“As iron sharpens iron, so a friend sharpens a friend.” Proverbs 27:17 (NLT)
We all have friends. Some we are close to and others we have not heard from in a while but are still considered friends. Our closest friends are usually the ones we speak to every week in person, by phone call or a text message. They know us best with the exception of Jesus. Obviously, He knows us best.
This begs the question: how often do we contact our truly best friend, Jesus? For most of my life it was not that often. Oh, I was saved by God’s loving grace way back when as a teen. He has had me in His hand for a very long time. Why then did it take me so long to spend time with Him? I am talking about a daily visit.
Just going to church for an hour on Sunday morning does not make us Christians. Saying a short or even long prayer once a week is not staying close to our friend Jesus. It is so important so stay in continual contact with our helper throughout our day. He is always right there with us waiting for us to ask for His help. He never forces Himself, always patient and waiting for us to ask. I am sure He is disappointed quite often as we turn to Him as a last resort for help when all our own efforts prove fruitless.
Why is that? He wants to be first in our lives. The first one we come to when we wake up. The first one we turn to when help or advice is needed. The first one to seek comfort from when we are faced with the loss of a loved one. The first one we approach when a friend needs His help. The list goes on.
Sometimes we just need someone to touch. A hug from a close friend.
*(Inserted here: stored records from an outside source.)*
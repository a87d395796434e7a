use crate::driver::{AsHandle, BufferTarget, Driver, Handle, Slot, UniformValue, Usage};
use crate::errors::{Error, Result, UploadFailure};
use crate::gl_helper::{Buffer, Program, VertexArray};
use crate::shaders::{FileSourceLoader, ShaderBuilder, SourceLoader};
use std::cell::RefCell;
use std::collections::HashMap;
use std::ops::Deref;

/// Which handle currently occupies each binding slot.
///
/// A slot that has never been bound reads as [`Handle::NONE`].
/// There is no lock: one context, one thread.
#[derive(Debug, Default)]
pub struct BindingState {
    slots: RefCell<HashMap<Slot, Handle>>,
}

impl BindingState {
    pub fn new() -> Self {
        Self::default()
    }

    pub fn current(&self, slot: Slot) -> Handle {
        self.slots.borrow().get(&slot).copied().unwrap_or_default()
    }

    pub fn is_bound(&self, slot: Slot, handle: Handle) -> bool {
        handle.is_valid() && self.current(slot) == handle
    }

    /// Occupy `slot`. Binding the handle that already occupies it is a no-op;
    /// any other occupant is a [`Error::StateConflict`] and is left in place.
    pub fn bind(&self, slot: Slot, handle: Handle) -> Result<()> {
        let mut slots = self.slots.borrow_mut();
        let current = slots.get(&slot).copied().unwrap_or_default();
        if current.is_valid() && current != handle {
            return Err(Error::StateConflict {
                slot,
                current,
                requested: handle,
            });
        }
        slots.insert(slot, handle);
        Ok(())
    }

    /// Vacate `slot`, which must be occupied by `handle`.
    pub fn unbind(&self, slot: Slot, handle: Handle) -> Result<()> {
        let mut slots = self.slots.borrow_mut();
        let current = slots.get(&slot).copied().unwrap_or_default();
        if current != handle || !handle.is_valid() {
            return Err(Error::StateMismatch {
                slot,
                current,
                expected: handle,
            });
        }
        slots.insert(slot, Handle::NONE);
        Ok(())
    }
}

//

/// One graphics context: the driver plus the bookkeeping of what is bound to it.
pub struct GPUState<D> {
    driver: D,
    bindings: BindingState,
    loader: Box<dyn SourceLoader>,
}

impl<D: Driver> GPUState<D> {
    pub fn new(driver: D) -> Self {
        Self::with_loader(driver, FileSourceLoader)
    }

    pub fn with_loader(driver: D, loader: impl SourceLoader + 'static) -> Self {
        Self {
            driver,
            bindings: BindingState::new(),
            loader: Box::new(loader),
        }
    }

    pub fn driver(&self) -> &D {
        &self.driver
    }

    pub fn bindings(&self) -> &BindingState {
        &self.bindings
    }

    pub fn loader(&self) -> &dyn SourceLoader {
        self.loader.as_ref()
    }

    pub fn create_vertex_array(&self) -> Result<VertexArray<'_, D>> {
        VertexArray::new(self)
    }

    pub fn create_buffer(&self) -> Result<Buffer<'_, D>> {
        Buffer::new(self)
    }

    pub fn shader_builder(&self) -> ShaderBuilder<'_, D> {
        ShaderBuilder::new(self)
    }

    /// Record `handle` in `slot`, then tell the driver.
    /// Returns whether this call was the one that occupied the slot.
    pub(crate) fn enter(&self, slot: Slot, handle: Handle) -> Result<bool> {
        let fresh = !self.bindings.is_bound(slot, handle);
        self.bindings.bind(slot, handle)?;
        if fresh {
            log::trace!("bind {:?} <- {}", slot, handle);
            self.driver.bind(slot, handle);
        }
        Ok(fresh)
    }

    /// Vacate `slot` in the bookkeeping and the driver. A slot that someone
    /// else has taken over in the meantime is left alone in both.
    pub(crate) fn leave(&self, slot: Slot, handle: Handle) -> Result<()> {
        log::trace!("unbind {:?} ({})", slot, handle);
        let rval = self.bindings.unbind(slot, handle);
        if rval.is_ok() || !self.bindings.current(slot).is_valid() {
            self.driver.bind(slot, Handle::NONE);
        }
        rval
    }
}

//

/// A scope guard shared by all the `Bound*` types: releases the slot when dropped.
struct SlotGuard<'g, D: Driver> {
    gpu: &'g GPUState<D>,
    slot: Slot,
    handle: Handle,
    owned: bool,
}

impl<'g, D: Driver> SlotGuard<'g, D> {
    fn acquire(gpu: &'g GPUState<D>, slot: Slot, handle: Handle) -> Result<Self> {
        let owned = gpu.enter(slot, handle)?;
        Ok(Self {
            gpu,
            slot,
            handle,
            owned,
        })
    }

    fn release(&mut self) -> Result<()> {
        if !std::mem::replace(&mut self.owned, false) {
            return Ok(());
        }
        self.gpu.leave(self.slot, self.handle)
    }
}

impl<'g, D: Driver> Drop for SlotGuard<'g, D> {
    fn drop(&mut self) {
        if let Err(e) = self.release() {
            log::error!("malfunction releasing {:?}: {}", self.slot, e);
        }
    }
}

//

/// A vertex array occupying [`Slot::VertexArray`] for as long as this value lives.
pub struct BoundVertexArray<'a, 'g, D: Driver> {
    vertex_array: &'a VertexArray<'g, D>,
    guard: SlotGuard<'g, D>,
}

impl<'a, 'g, D: Driver> BoundVertexArray<'a, 'g, D> {
    pub(crate) fn new(gpu: &'g GPUState<D>, vertex_array: &'a VertexArray<'g, D>) -> Result<Self> {
        let guard = SlotGuard::acquire(gpu, Slot::VertexArray, vertex_array.live_handle()?)?;
        Ok(Self {
            vertex_array,
            guard,
        })
    }

    /// Release the slot now, reporting what dropping would only log.
    pub fn unbind(mut self) -> Result<()> {
        self.guard.release()
    }
}

impl<'a, 'g, D: Driver> Deref for BoundVertexArray<'a, 'g, D> {
    type Target = VertexArray<'g, D>;

    fn deref(&self) -> &Self::Target {
        self.vertex_array
    }
}

//

/// A buffer bound to one [`BufferTarget`]; the only way to put data into a [`Buffer`].
pub struct BoundBuffer<'a, 'g, D: Driver> {
    buffer: &'a Buffer<'g, D>,
    target: BufferTarget,
    guard: SlotGuard<'g, D>,
}

impl<'a, 'g, D: Driver> BoundBuffer<'a, 'g, D> {
    pub(crate) fn new(
        gpu: &'g GPUState<D>,
        buffer: &'a Buffer<'g, D>,
        target: BufferTarget,
    ) -> Result<Self> {
        let guard = SlotGuard::acquire(gpu, Slot::Buffer(target), buffer.live_handle()?)?;
        Ok(Self {
            buffer,
            target,
            guard,
        })
    }

    pub fn target(&self) -> BufferTarget {
        self.target
    }

    pub fn buffer(&self) -> &Buffer<'g, D> {
        self.buffer
    }

    fn check_upload(&self, bytes: &[u8]) -> std::result::Result<(), UploadFailure> {
        if !self.is_still_bound() {
            return Err(UploadFailure::NotBound);
        }
        if bytes.is_empty() {
            return Err(UploadFailure::Empty);
        }
        Ok(())
    }

    fn is_still_bound(&self) -> bool {
        self.guard
            .gpu
            .bindings()
            .is_bound(Slot::Buffer(self.target), self.buffer.as_handle())
    }

    fn upload_error(&self, reason: UploadFailure) -> Error {
        Error::Upload {
            target: self.target,
            reason,
        }
    }

    /// Replace the whole store with `bytes`.
    pub fn upload(&self, bytes: &[u8], usage: Usage) -> Result<()> {
        self.check_upload(bytes)
            .map_err(|reason| self.upload_error(reason))?;
        self.guard
            .gpu
            .driver()
            .upload(self.target, bytes, usage)
            .map_err(|e| self.upload_error(e.into()))?;
        self.buffer.set_len(bytes.len());
        log::debug!(
            "uploaded {} bytes to {} ({:?}, {:?})",
            bytes.len(),
            self.buffer.as_handle(),
            self.target,
            usage
        );
        Ok(())
    }

    pub fn upload_slice<T: bytemuck::Pod>(&self, values: &[T], usage: Usage) -> Result<()> {
        self.upload(bytemuck::cast_slice(values), usage)
    }

    /// Overwrite part of the store created by the last [`Self::upload`].
    pub fn upload_sub(&self, offset: usize, bytes: &[u8]) -> Result<()> {
        self.check_upload(bytes)
            .map_err(|reason| self.upload_error(reason))?;
        let size = self.buffer.len();
        if offset.checked_add(bytes.len()).map_or(true, |end| end > size) {
            return Err(self.upload_error(UploadFailure::OutOfRange {
                offset,
                len: bytes.len(),
                size,
            }));
        }
        self.guard
            .gpu
            .driver()
            .upload_sub(self.target, offset, bytes)
            .map_err(|e| self.upload_error(e.into()))
    }

    pub fn unbind(mut self) -> Result<()> {
        self.guard.release()
    }
}

//

/// A program in use for drawing; uniforms can only be set through this.
pub struct BoundProgram<'a, 'g, D: Driver> {
    program: &'a Program<'g, D>,
    guard: SlotGuard<'g, D>,
}

impl<'a, 'g, D: Driver> BoundProgram<'a, 'g, D> {
    pub(crate) fn new(gpu: &'g GPUState<D>, program: &'a Program<'g, D>) -> Result<Self> {
        let guard = SlotGuard::acquire(gpu, Slot::Program, program.live_handle()?)?;
        Ok(Self { program, guard })
    }

    pub fn set_uniform(&self, name: &str, value: UniformValue) -> Result<()> {
        match self.program.uniform_location(name)? {
            Some(location) => {
                self.set_uniform_at(location, value);
                Ok(())
            }
            None => {
                log::warn!("no uniform named {:?} in {}", name, self.program.as_handle());
                Err(Error::UnknownUniform {
                    program: self.program.as_handle(),
                    name: name.to_string(),
                })
            }
        }
    }

    pub fn set_uniform_at(&self, location: i32, value: UniformValue) {
        self.guard.gpu.driver().set_uniform(location, &value);
    }

    pub fn unbind(mut self) -> Result<()> {
        self.guard.release()
    }
}

impl<'a, 'g, D: Driver> Deref for BoundProgram<'a, 'g, D> {
    type Target = Program<'g, D>;

    fn deref(&self) -> &Self::Target {
        self.program
    }
}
A shoulder to lean on as we cry. A warm handshake from a trusted close friend. A text from a close friend that comes at just the right time we needed it. Do you ever wonder if God made all of those possible because He knows the exact moments we need to hear from Him in some form or fashion? Of course, He uses His children to be Him in person during those times of need.
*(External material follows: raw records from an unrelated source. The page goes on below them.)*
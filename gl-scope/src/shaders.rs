use crate::driver::{Driver, ShaderStage};
use crate::errors::{Error, Result};
use crate::gl_fancy::GPUState;
use crate::gl_helper::{Program, Shader, ShaderUnit};
use itertools::Itertools;
use std::borrow::Cow;
use std::collections::BTreeMap;
use std::panic::Location;
use std::path::{Path, PathBuf};

/// Where the text of a shader comes from.
#[derive(Clone, Debug, PartialEq, Eq)]
pub enum ShaderSource {
    Inline { text: String, name: Option<String> },
    File(PathBuf),
}

impl ShaderSource {
    /// Inline text named after the calling line, so compile errors point back at it.
    #[track_caller]
    pub fn inline(text: impl Into<String>) -> Self {
        Self::named(text, Location::caller().to_string())
    }

    pub fn named(text: impl Into<String>, name: impl Into<String>) -> Self {
        ShaderSource::Inline {
            text: text.into(),
            name: Some(name.into()),
        }
    }

    pub fn file(path: impl Into<PathBuf>) -> Self {
        ShaderSource::File(path.into())
    }

    pub fn name(&self) -> Option<Cow<'_, str>> {
        match self {
            ShaderSource::Inline { name, .. } => name.as_deref().map(Cow::Borrowed),
            ShaderSource::File(path) => Some(path.to_string_lossy()),
        }
    }

    /// The text plus an identifier for error messages.
    pub(crate) fn resolve(&self, loader: &dyn SourceLoader) -> Result<(Cow<'_, str>, Option<String>)> {
        match self {
            ShaderSource::Inline { text, name } => Ok((Cow::Borrowed(text), name.clone())),
            ShaderSource::File(path) => {
                let text = loader
                    .load(path)
                    .map_err(|source| Error::SourceUnavailable {
                        path: path.clone(),
                        source,
                    })?;
                Ok((Cow::Owned(text), Some(path.display().to_string())))
            }
        }
    }
}

impl From<&str> for ShaderSource {
    fn from(text: &str) -> Self {
        ShaderSource::Inline {
            text: text.to_string(),
            name: None,
        }
    }
}

impl From<String> for ShaderSource {
    fn from(text: String) -> Self {
        ShaderSource::Inline { text, name: None }
    }
}

impl From<&Path> for ShaderSource {
    fn from(path: &Path) -> Self {
        ShaderSource::File(path.to_path_buf())
    }
}

impl From<PathBuf> for ShaderSource {
    fn from(path: PathBuf) -> Self {
        ShaderSource::File(path)
    }
}

//

/// Reads shader text referenced by path. Errors surface as [`Error::SourceUnavailable`].
pub trait SourceLoader {
    fn load(&self, path: &Path) -> std::io::Result<String>;
}

/// Reads UTF-8 text from the filesystem.
#[derive(Copy, Clone, Debug, Default)]
pub struct FileSourceLoader;

impl SourceLoader for FileSourceLoader {
    fn load(&self, path: &Path) -> std::io::Result<String> {
        std::fs::read_to_string(path)
    }
}

impl<F> SourceLoader for F
where
    F: Fn(&Path) -> std::io::Result<String>,
{
    fn load(&self, path: &Path) -> std::io::Result<String> {
        self(path)
    }
}

//

/// Collects one source per stage, then compiles and links them in one go.
///
/// ```no_run
/// # use gl_scope::{GPUState, Driver, Result};
/// # fn demo<D: Driver>(gpu: &GPUState<D>) -> Result<()> {
/// let _program = gpu
///     .shader_builder()
///     .vertex("#version 330 core\nvoid main() { gl_Position = vec4(0.0); }")
///     .fragment(std::path::Path::new("shaders/flat.fs"))
///     .named("flat")
///     .build()?;
/// # Ok(()) }
/// ```
pub struct ShaderBuilder<'g, D: Driver> {
    gpu: &'g GPUState<D>,
    pending: BTreeMap<ShaderStage, ShaderSource>,
    name: Option<String>,
}

impl<'g, D: Driver> ShaderBuilder<'g, D> {
    pub fn new(gpu: &'g GPUState<D>) -> Self {
        Self {
            gpu,
            pending: BTreeMap::new(),
            name: None,
        }
    }

    #[track_caller]
    pub fn vertex(self, source: impl Into<ShaderSource>) -> Self {
        self.stage(ShaderStage::Vertex, source)
    }

    #[track_caller]
    pub fn fragment(self, source: impl Into<ShaderSource>) -> Self {
        self.stage(ShaderStage::Fragment, source)
    }

    #[track_caller]
    pub fn geometry(self, source: impl Into<ShaderSource>) -> Self {
        self.stage(ShaderStage::Geometry, source)
    }

    /// A later source for the same stage replaces the earlier one.
    #[track_caller]
    pub fn stage(mut self, stage: ShaderStage, source: impl Into<ShaderSource>) -> Self {
        let source = match source.into() {
            ShaderSource::Inline { text, name: None } => ShaderSource::Inline {
                text,
                name: Some(Location::caller().to_string()),
            },
            ShaderSource::File(path) => {
                if let Some(implied) = ShaderStage::implied_by_path(&path) {
                    if implied != stage {
                        log::warn!(
                            "{} loaded from {:?}, whose suffix suggests a {}",
                            stage,
                            path,
                            implied
                        );
                    }
                }
                ShaderSource::File(path)
            }
            other => other,
        };
        if let Some(previous) = self.pending.insert(stage, source) {
            log::debug!("{} replaced (was {:?})", stage, previous.name());
        }
        self
    }

    /// Names the program in link errors.
    pub fn named(mut self, name: impl Into<String>) -> Self {
        self.name = Some(name.into());
        self
    }

    pub fn pending_stages(&self) -> Vec<ShaderStage> {
        self.pending.keys().copied().collect()
    }

    pub fn clear(&mut self) {
        self.pending.clear();
    }

    /// Compile every pending stage, stopping at the first failure, then link.
    /// The intermediate shaders are released when this returns.
    pub fn build(&self) -> Result<Program<'g, D>> {
        log::debug!(
            "building program {:?} from [{}]",
            self.name,
            self.pending.keys().join(", ")
        );
        let shaders = self
            .pending
            .iter()
            .map(|(stage, source)| Shader::compile(self.gpu, *stage, source))
            .collect::<Result<Vec<_>>>()?;
        let units: Vec<&dyn ShaderUnit> = shaders.iter().map(|s| s as &dyn ShaderUnit).collect();
        Program::link(self.gpu, &units, self.name.as_deref())
    }
}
One of my friends, Shawn Johnson, is a farmer and a custom knife craftsman. He was driving his tractor the other day when he started thinking on the Bible verse about how iron sharpens iron. He thought about the value of a sharp knife. The other day he was touching up the edges of his $10 utility knife and started thinking, “where is the value of a knife? Is the value in the looks or appearance of the knife? Is it in the material used in the making of the knife? Or is the value in the cost of the knife?” He knew that a really good quality bench-made knife, created by a craftsman like himself, would sell for about $200-$300. However, if it is dull at the time it is needed for use, it becomes worthless. He determined the value is in the sharpness of a knife. Makes sense, doesn’t it?
If I compare the value of a friend to that of a sharp knife, I must ask myself how I see my value as a friend? Is it based on how much they are worth, how good looking they are, or if it is how sharp they are at my time of need. The answer is how sharp I am in my friendships. Maintaining my sharpness and edge in my friendships is critical in my ability to be there at the time of need. If I am dull or unavailable when I am needed most, I have lessened my value. And this is unacceptable to me and, more importantly, in the sight of God.
Stay sharp! Use God’s Word as a stone to sharpen yourself. Let Him fill your mind, heart and soul with His teachings to love Him and your neighbor. Remember, your neighbor is anyone other than yourself. Always be aware that the friends you have and the people God places in your path every day, may need you to be sharp and ready to respond in their time of need. That could very well be today.